Mr Seamus Purcell said it was his recollection that Mr Haughey asked him for £12,000 after a meeting in the Berkeley Court Hotel, Dublin, in 1985.
He agreed and was later contacted by Mr Haughey's accountant, Mr Des Traynor, to make arrangements.
Mr Traynor asked him if he wanted shares in Celtic Helicopters, but Mr Purcell said he did not and suggested the money be transferred between accounts. The amount was never mentioned after the initial meeting. Led though his evidence by counsel for the tribunal, Mr John Coughlan SC, Mr Purcell agreed he had known Mr Haughey through the meat industry, in which Mr Purcell had an export business. He "admired him for his efforts" on behalf of Irish meat exports, he added.
He recalled receiving a phone-call, probably in 1985, inviting him to a meeting with Mr Haughey at the Berkeley Court. The call was probably from Mr Haughey himself, but no reason was given for the invitation and Mr Purcell "did not ask".
The hour-long meeting featured a "general discussion on the meat industry," including the situation with Libya. When they were leaving, Mr Haughey mentioned that his son, Ciaran, "needed a bit of capital" for his helicopter business. He asked for £12,000 and Mr Purcell agreed. Mr Haughey said Mr Traynor "would be in touch".
Mr Purcell agreed with counsel that "at most," the investment "might earn you some helicopter time". But asked later if he had benefited in this way, he said he had "chartered a helicopter one time to the Galway Races," and added: "The bill came to my office and I paid it." Mr Coughlan put it to him that the tribunal's records suggested the actual payment made was £10,000, but Mr Purcell said his recollection was that it had been £12,000. Earlier, the son of the late Mr Traynor recalled going through his father's schedule of assets after his death in May 1994. Mr Tony Traynor said his father had updated the schedule every year, because he "wanted to be ready if he died suddenly". He had made his will in March 1994 and told his son "that if anything happened" the relevant documents would be in his study.
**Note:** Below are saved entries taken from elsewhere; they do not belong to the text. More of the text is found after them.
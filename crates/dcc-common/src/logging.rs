//! ---
//! dcc_section: "01-core-functionality"
//! dcc_subsection: "module"
//! dcc_type: "source"
//! dcc_scope: "code"
//! dcc_description: "Tracing subscriber setup shared by the calculator binaries."
//! dcc_version: "v0.1.0"
//! dcc_owner: "tbd"
//! ---
use anyhow::Result;
use once_cell::sync::OnceCell;
use serde::{Deserialize, Serialize};
use tracing::info;
use tracing_appender::non_blocking::WorkerGuard;
use tracing_appender::rolling::daily;
use tracing_subscriber::filter::EnvFilter;
use tracing_subscriber::fmt;
use tracing_subscriber::layer::{Layer, SubscriberExt};
use tracing_subscriber::util::SubscriberInitExt;

use crate::config::LoggingConfig;

const LOG_ENV: &str = "DCC_LOG";
const DEFAULT_DIRECTIVE: &str = "info";

static FILE_GUARD: OnceCell<WorkerGuard> = OnceCell::new();
static STDERR_GUARD: OnceCell<WorkerGuard> = OnceCell::new();

/// Available formats for the console log stream.
#[derive(Debug, Clone, Copy, Serialize, Deserialize, PartialEq, Eq, Default)]
#[serde(rename_all = "kebab-case")]
pub enum LogFormat {
    StructuredJson,
    #[default]
    Pretty,
}

fn env_filter() -> EnvFilter {
    match std::env::var(LOG_ENV) {
        Ok(directive) => EnvFilter::try_new(directive).unwrap_or_else(|err| {
            eprintln!(
                "invalid {} directive ({}); defaulting to {} logging",
                LOG_ENV, err, DEFAULT_DIRECTIVE
            );
            EnvFilter::new(DEFAULT_DIRECTIVE)
        }),
        Err(_) => EnvFilter::try_from_default_env()
            .unwrap_or_else(|_| EnvFilter::new(DEFAULT_DIRECTIVE)),
    }
}

/// Initialize the tracing subscriber based on configuration and environment variables.
///
/// * `DCC_LOG` overrides the filter (e.g. `debug`, `dcc_calc_engine=trace`); otherwise
///   `RUST_LOG` is honoured, finally defaulting to `info`.
/// * Console output goes to stderr so that calculator results on stdout stay parseable.
/// * When `config.directory` is set a daily rolling JSON log file is written there as well.
///
/// Calling this more than once keeps the first subscriber.
pub fn init_tracing(service_name: &str, config: &LoggingConfig) -> Result<()> {
    let (stderr_writer, stderr_guard) = tracing_appender::non_blocking(std::io::stderr());
    let _ = STDERR_GUARD.set(stderr_guard);

    let console_layer = match config.format {
        LogFormat::StructuredJson => fmt::layer()
            .with_target(false)
            .with_timer(fmt::time::UtcTime::rfc_3339())
            .json()
            .with_writer(stderr_writer)
            .boxed(),
        LogFormat::Pretty => fmt::layer()
            .with_target(true)
            .with_timer(fmt::time::UtcTime::rfc_3339())
            .with_writer(stderr_writer)
            .boxed(),
    };

    let file_layer = match &config.directory {
        Some(directory) => {
            std::fs::create_dir_all(directory)?;
            let prefix = config
                .file_prefix
                .clone()
                .unwrap_or_else(|| service_name.to_owned());
            let file_appender = daily(directory, format!("{}.log", prefix));
            let (file_writer, file_guard) = tracing_appender::non_blocking(file_appender);
            let _ = FILE_GUARD.set(file_guard);
            Some(
                fmt::layer()
                    .with_target(true)
                    .with_timer(fmt::time::UtcTime::rfc_3339())
                    .json()
                    .with_writer(file_writer)
                    .boxed(),
            )
        }
        None => None,
    };

    tracing_subscriber::registry()
        .with(env_filter())
        .with(console_layer)
        .with(file_layer)
        .try_init()
        .ok();

    info!(
        service = %service_name,
        log_dir = ?config.directory,
        format = ?config.format,
        "tracing initialised"
    );
    Ok(())
}

#[cfg(test)]
mod tests {
    use super::*;

    #[test]
    fn format_names_are_kebab_case() {
        let json = serde_json::to_string(&LogFormat::StructuredJson).unwrap();
        assert_eq!(json, "\"structured-json\"");
    }

    #[test]
    fn init_writes_log_directory() {
        let dir = tempfile::tempdir().unwrap();
        let config = LoggingConfig {
            directory: Some(dir.path().join("logs")),
            format: LogFormat::Pretty,
            file_prefix: Some("unit".into()),
        };
        init_tracing("dcc-test", &config).unwrap();
        init_tracing("dcc-test", &config).unwrap();
        assert!(dir.path().join("logs").is_dir());
    }
}
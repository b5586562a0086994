//! Conversions between record types and the values stored in SQLite.
//!
//! Dates are stored as `YYYY-MM-DD` text.

use chrono::NaiveDate;
use coursedb_core::record::{DATE_FORMAT, Person, Transaction};

use crate::{Error, Result};

pub fn encode_date(date: NaiveDate) -> String { date.format(DATE_FORMAT).to_string() }

pub fn decode_date(s: &str) -> Result<NaiveDate> {
  NaiveDate::parse_from_str(s, DATE_FORMAT)
    .map_err(|e| Error::DateParse(format!("{s:?}: {e}")))
}

pub fn person_from_row(row: &rusqlite::Row<'_>) -> rusqlite::Result<Person> {
  Ok(Person {
    id:    row.get(0)?,
    name:  row.get(1)?,
    email: row.get(2)?,
    age:   row.get(3)?,
  })
}

/// A `transactions` row before its date column is decoded.
pub struct RawTransaction {
  pub id:          i64,
  pub person_id:   i64,
  pub amount:      f64,
  pub txn_date:    String,
  pub description: Option<String>,
}

impl RawTransaction {
  pub fn from_row(row: &rusqlite::Row<'_>) -> rusqlite::Result<Self> {
    Ok(Self {
      id:          row.get(0)?,
      person_id:   row.get(1)?,
      amount:      row.get(2)?,
      txn_date:    row.get(3)?,
      description: row.get(4)?,
    })
  }

  pub fn into_transaction(self) -> Result<Transaction> {
    Ok(Transaction {
      id:          self.id,
      person_id:   self.person_id,
      amount:      self.amount,
      txn_date:    decode_date(&self.txn_date)?,
      description: self.description,
    })
  }
}
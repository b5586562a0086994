//! The seams on either side of [`load`](crate::load::load).

use crate::{
  Result,
  record::{Person, Transaction},
};

/// Where input rows come from.
///
/// Presence is checked separately from reading so the sourcing decision can
/// be made before any row is parsed.
pub trait RowSource {
  fn has_people(&self) -> bool;

  fn has_transactions(&self) -> bool;

  /// Read every person row. Only called when [`has_people`](Self::has_people)
  /// returned `true`.
  fn read_people(&self) -> Result<Vec<Person>>;

  /// Read every transaction row. Only called when
  /// [`has_transactions`](Self::has_transactions) returned `true`.
  fn read_transactions(&self) -> Result<Vec<Transaction>>;
}

/// Where rows are written.
///
/// Each call receives a complete batch; an implementation must either store
/// all of it or none of it. Returns the number of rows written.
pub trait RowSink {
  type Error: From<crate::Error>;

  fn insert_people(&mut self, rows: &[Person]) -> Result<usize, Self::Error>;

  fn insert_transactions(
    &mut self,
    rows: &[Transaction],
  ) -> Result<usize, Self::Error>;
}
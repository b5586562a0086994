//! Populate the example SQLite database from CSV input or synthetic data.
//!
//! [`populate`] runs one pass: prepare directories, open the database,
//! ensure the schema, load rows, read back a [`Summary`], close. The binary
//! in `main.rs` wires it to the command line.
//!
//! [`Summary`]: coursedb_store_sqlite::Summary

pub mod config;
pub mod error;
mod populate;

pub use config::{CliOverrides, PopulateConfig, load_config};
pub use error::{Error, Result};
pub use populate::{Report, ensure_dirs, populate};

#[cfg(test)]
mod tests;
//! Placeholder dataset used when no CSV input exists at all.
//!
//! The roster is fixed; dates and amounts are drawn from the caller's RNG so
//! a seeded RNG reproduces the same dataset.

use chrono::{Days, NaiveDate};
use rand::Rng;

use crate::record::{Person, Transaction};

pub const TRANSACTIONS_PER_PERSON: usize = 3;

/// Span of days, inclusive, added to the anchor date.
pub const DATE_SPAN_DAYS: u64 = 365;

pub const MIN_AMOUNT: f64 = -50.0;
pub const MAX_AMOUNT: f64 = 200.0;

/// First day of the window transaction dates are drawn from.
pub fn anchor_date() -> NaiveDate {
  NaiveDate::from_ymd_opt(2020, 1, 1).unwrap_or_default()
}

#[derive(Debug, Clone)]
pub struct SyntheticDataset {
  pub people:       Vec<Person>,
  pub transactions: Vec<Transaction>,
}

fn roster() -> Vec<Person> {
  [
    (1, "Alice", "alice@example.com", 30),
    (2, "Bob", "bob@example.com", 25),
    (3, "Charlie", "charlie@example.com", 35),
  ]
  .into_iter()
  .map(|(id, name, email, age)| Person {
    id,
    name: name.to_owned(),
    email: Some(email.to_owned()),
    age: Some(age),
  })
  .collect()
}

/// Build the roster and [`TRANSACTIONS_PER_PERSON`] transactions per person.
///
/// Transaction ids count up from 1 across the whole set, in roster order.
pub fn generate<R: Rng + ?Sized>(rng: &mut R) -> SyntheticDataset {
  let people = roster();
  let anchor = anchor_date();

  let mut transactions = Vec::with_capacity(people.len() * TRANSACTIONS_PER_PERSON);
  let mut next_id = 1_i64;

  for person in &people {
    for _ in 0..TRANSACTIONS_PER_PERSON {
      let offset = rng.gen_range(0..=DATE_SPAN_DAYS);
      let txn_date = anchor
        .checked_add_days(Days::new(offset))
        .unwrap_or(anchor);
      let amount = round_cents(rng.gen_range(MIN_AMOUNT..=MAX_AMOUNT));

      transactions.push(Transaction {
        id: next_id,
        person_id: person.id,
        amount,
        txn_date,
        description: Some(format!("synthetic transaction {next_id}")),
      });
      next_id += 1;
    }
  }

  SyntheticDataset { people, transactions }
}

fn round_cents(amount: f64) -> f64 { (amount * 100.0).round() / 100.0 }
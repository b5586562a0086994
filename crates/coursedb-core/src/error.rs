//! Error types for `coursedb-core`.

use std::path::PathBuf;

use thiserror::Error;

#[derive(Debug, Error)]
pub enum Error {
  #[error("i/o error on {path:?}: {source}")]
  Io {
    path:   PathBuf,
    #[source]
    source: std::io::Error,
  },

  /// A row is missing a required column or holds a value of the wrong type.
  #[error("malformed csv in {path:?}: {source}")]
  Csv {
    path:   PathBuf,
    #[source]
    source: csv::Error,
  },
}

pub type Result<T, E = Error> = std::result::Result<T, E>;
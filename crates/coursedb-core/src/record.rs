//! Row types for the `people` and `transactions` tables.
//!
//! Primary keys are always supplied by the caller (a CSV row or the
//! synthetic generator). Nothing here allocates ids, so a duplicate id is a
//! constraint error at insert time rather than something prevented up front.

use chrono::NaiveDate;
use serde::{Deserialize, Deserializer, de::Error as _};

/// Text form of `txn_date`, both in CSV input and in the database.
pub const DATE_FORMAT: &str = "%Y-%m-%d";

/// A row of the `people` table.
#[derive(Debug, Clone, PartialEq, Eq, Deserialize)]
pub struct Person {
  pub id:    i64,
  pub name:  String,
  #[serde(default)]
  pub email: Option<String>,
  #[serde(default)]
  pub age:   Option<i64>,
}

/// A row of the `transactions` table.
///
/// `amount` may be negative (refunds). `person_id` must name an existing
/// [`Person`] when the row is inserted.
#[derive(Debug, Clone, PartialEq, Deserialize)]
pub struct Transaction {
  pub id:          i64,
  pub person_id:   i64,
  pub amount:      f64,
  #[serde(deserialize_with = "canonical_date")]
  pub txn_date:    NaiveDate,
  #[serde(default)]
  pub description: Option<String>,
}

/// Accept only zero-padded `YYYY-MM-DD`, so the stored text is the cell text.
fn canonical_date<'de, D: Deserializer<'de>>(de: D) -> Result<NaiveDate, D::Error> {
  let raw = String::deserialize(de)?;
  let date = NaiveDate::parse_from_str(&raw, DATE_FORMAT).map_err(D::Error::custom)?;
  if date.format(DATE_FORMAT).to_string() != raw {
    return Err(D::Error::custom(format!(
      "date {raw:?} is not in YYYY-MM-DD form"
    )));
  }
  Ok(date)
}
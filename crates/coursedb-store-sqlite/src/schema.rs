//! SQL schema for the coursedb SQLite store.

/// Applied on every connection. Foreign keys are off by default in SQLite
/// and the setting is ignored inside a transaction, so it runs on its own.
pub const CONNECTION_PRAGMAS: &str = "PRAGMA foreign_keys = ON;";

/// Table and index DDL; idempotent thanks to `IF NOT EXISTS`.
///
/// Run inside a single transaction by [`Database::ensure_schema`].
///
/// [`Database::ensure_schema`]: crate::Database::ensure_schema
pub const SCHEMA: &str = "
CREATE TABLE IF NOT EXISTS people (
    id    INTEGER PRIMARY KEY,   -- caller supplied
    name  TEXT NOT NULL,
    email TEXT,
    age   INTEGER
);

CREATE TABLE IF NOT EXISTS transactions (
    id          INTEGER PRIMARY KEY,   -- caller supplied
    person_id   INTEGER NOT NULL,
    amount      REAL NOT NULL,         -- negative for refunds
    txn_date    TEXT NOT NULL,         -- YYYY-MM-DD
    description TEXT,
    FOREIGN KEY (person_id) REFERENCES people (id) ON DELETE CASCADE
);

CREATE INDEX IF NOT EXISTS idx_transactions_person ON transactions (person_id);
";
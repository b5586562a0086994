//! Error type for `coursedb-populate`.

use std::path::PathBuf;

use thiserror::Error;

#[derive(Debug, Error)]
pub enum Error {
  #[error("failed to create directory {path:?}: {source}")]
  Io {
    path:   PathBuf,
    #[source]
    source: std::io::Error,
  },

  #[error("configuration error: {0}")]
  Config(#[from] config::ConfigError),

  #[error("store error: {0}")]
  Store(#[from] coursedb_store_sqlite::Error),
}

pub type Result<T, E = Error> = std::result::Result<T, E>;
Mr Traynor jnr - one of the executors of the estate - subsequently found the schedule but he said there was nothing in it referring to an interest his father had acquired in an insurance claim by Celtic Helicopters.
Last March 9th, however, on learning of evidence to this effect at the tribunal, he had his solicitors write to Celtic Helicopters seeking to clarify the issue. The company replied on March 22nd, confirming that the late Mr Traynor had paid £100,000 to acquire the interest in a claim for the loss of a helicopter during the making of the film Far and Away.
Asked by Mr Coughlan if it was only through the tribunal he had learned of the interest, Mr Traynor said it was.